#### [Problem statement]
Send back all of the records, each one exactly as written.
:: Material provided ::
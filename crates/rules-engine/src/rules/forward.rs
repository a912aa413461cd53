use async_trait::async_trait;
use std::sync::Arc;
use tracing::debug;

use crate::error::Result;
use crate::models::{RuleContext, RuleResult};
use crate::rule::Rule;

/// 转发规则：原样转交上下文
#[derive(Debug, Default, Clone, Copy)]
pub struct ForwardRule;

impl ForwardRule {
    pub const NAME: &'static str = "Forward";
}

#[async_trait]
impl Rule for ForwardRule {
    async fn execute(&self, context: Arc<RuleContext>) -> Result<RuleResult> {
        debug!(source = %context.source, "forwarding");
        let status = format!("{} Forwarded", context.source);
        Ok(RuleResult::new(context, status))
    }

    fn description(&self) -> &'static str {
        "转发上下文"
    }
}
//! 日志初始化
//!
//! 基于 tracing-subscriber 组合环境过滤器与 fmt 层，支持 pretty 与 JSON 两种输出。

use anyhow::Result;
use tracing_subscriber::{
    EnvFilter, Layer,
    fmt::{self, format::FmtSpan},
    layer::SubscriberExt,
    util::SubscriberInitExt,
};

use super::ObservabilityConfig;

/// 构建环境过滤器：RUST_LOG 优先，其次配置中的日志级别
fn env_filter(config: &ObservabilityConfig) -> EnvFilter {
    EnvFilter::try_from_default_env()
        .or_else(|_| EnvFilter::try_new(&config.log_level))
        .unwrap_or_else(|_| EnvFilter::new("info"))
}

/// 初始化全局 tracing subscriber
///
/// 重复初始化会返回错误（全局 subscriber 只能设置一次）。
pub fn init(config: &ObservabilityConfig) -> Result<()> {
    let fmt_layer = if config.json_logs {
        fmt::layer()
            .json()
            .with_span_events(FmtSpan::CLOSE)
            .with_target(true)
            .with_thread_ids(true)
            .boxed()
    } else {
        fmt::layer()
            .with_target(true)
            .with_thread_ids(false)
            .with_ansi(true)
            .boxed()
    };

    tracing_subscriber::registry()
        .with(env_filter(config))
        .with(fmt_layer)
        .try_init()?;

    Ok(())
}

#[cfg(test)]
mod tests {
    use super::*;

    #[test]
    fn test_invalid_level_falls_back() {
        let config = ObservabilityConfig {
            log_level: "not a [valid] directive".to_string(),
            ..Default::default()
        };
        // 非法指令不应 panic
        let _ = env_filter(&config);
    }

    #[test]
    fn test_init_twice_returns_error() {
        let config = ObservabilityConfig::default();
        let _ = init(&config);
        assert!(init(&config).is_err());
    }
}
:::
#### [Solution below]
filename crates/rules-engine/src/rules/forward.rs
repository a912aa413461cd53
use async_trait::async_trait;
use std::sync::Arc;
use tracing::debug;

use crate::error::Result;
use crate::models::{RuleContext, RuleResult};
use crate::rule::Rule;

/// 转发规则：原样转交上下文
#[derive(Debug, Default, Clone, Copy)]
pub struct ForwardRule;

impl ForwardRule {
    pub const NAME: &'static str = "Forward";
}

#[async_trait]
impl Rule for ForwardRule {
    async fn execute(&self, context: Arc<RuleContext>) -> Result<RuleResult> {
        debug!(source = %context.source, "forwarding");
        let status = format!("{} Forwarded", context.source);
        Ok(RuleResult::new(context, status))
    }

    fn description(&self) -> &'static str {
        "转发上下文"
    }
}
//! 日志初始化
//!
//! 基于 tracing-subscriber 组合环境过滤器与 fmt 层，支持 pretty 与 JSON 两种输出。

use anyhow::Result;
use tracing_subscriber::{
    EnvFilter, Layer,
    fmt::{self, format::FmtSpan},
    layer::SubscriberExt,
    util::SubscriberInitExt,
};

use super::ObservabilityConfig;

/// 构建环境过滤器：RUST_LOG 优先，其次配置中的日志级别
fn env_filter(config: &ObservabilityConfig) -> EnvFilter {
    EnvFilter::try_from_default_env()
        .or_else(|_| EnvFilter::try_new(&config.log_level))
        .unwrap_or_else(|_| EnvFilter::new("info"))
}

/// 初始化全局 tracing subscriber
///
/// 重复初始化会返回错误（全局 subscriber 只能设置一次）。
pub fn init(config: &ObservabilityConfig) -> Result<()> {
    let fmt_layer = if config.json_logs {
        fmt::layer()
            .json()
            .with_span_events(FmtSpan::CLOSE)
            .with_target(true)
            .with_thread_ids(true)
            .boxed()
    } else {
        fmt::layer()
            .with_target(true)
            .with_thread_ids(false)
            .with_ansi(true)
            .boxed()
    };

    tracing_subscriber::registry()
        .with(env_filter(config))
        .with(fmt_layer)
        .try_init()?;

    Ok(())
}

#[cfg(test)]
mod tests {
    use super::*;

    #[test]
    fn test_invalid_level_falls_back() {
        let config = ObservabilityConfig {
            log_level: "not a [valid] directive".to_string(),
            ..Default::default()
        };
        // 非法指令不应 panic
        let _ = env_filter(&config);
    }

    #[test]
    fn test_init_twice_returns_error() {
        let config = ObservabilityConfig::default();
        let _ = init(&config);
        assert!(init(&config).is_err());
    }
}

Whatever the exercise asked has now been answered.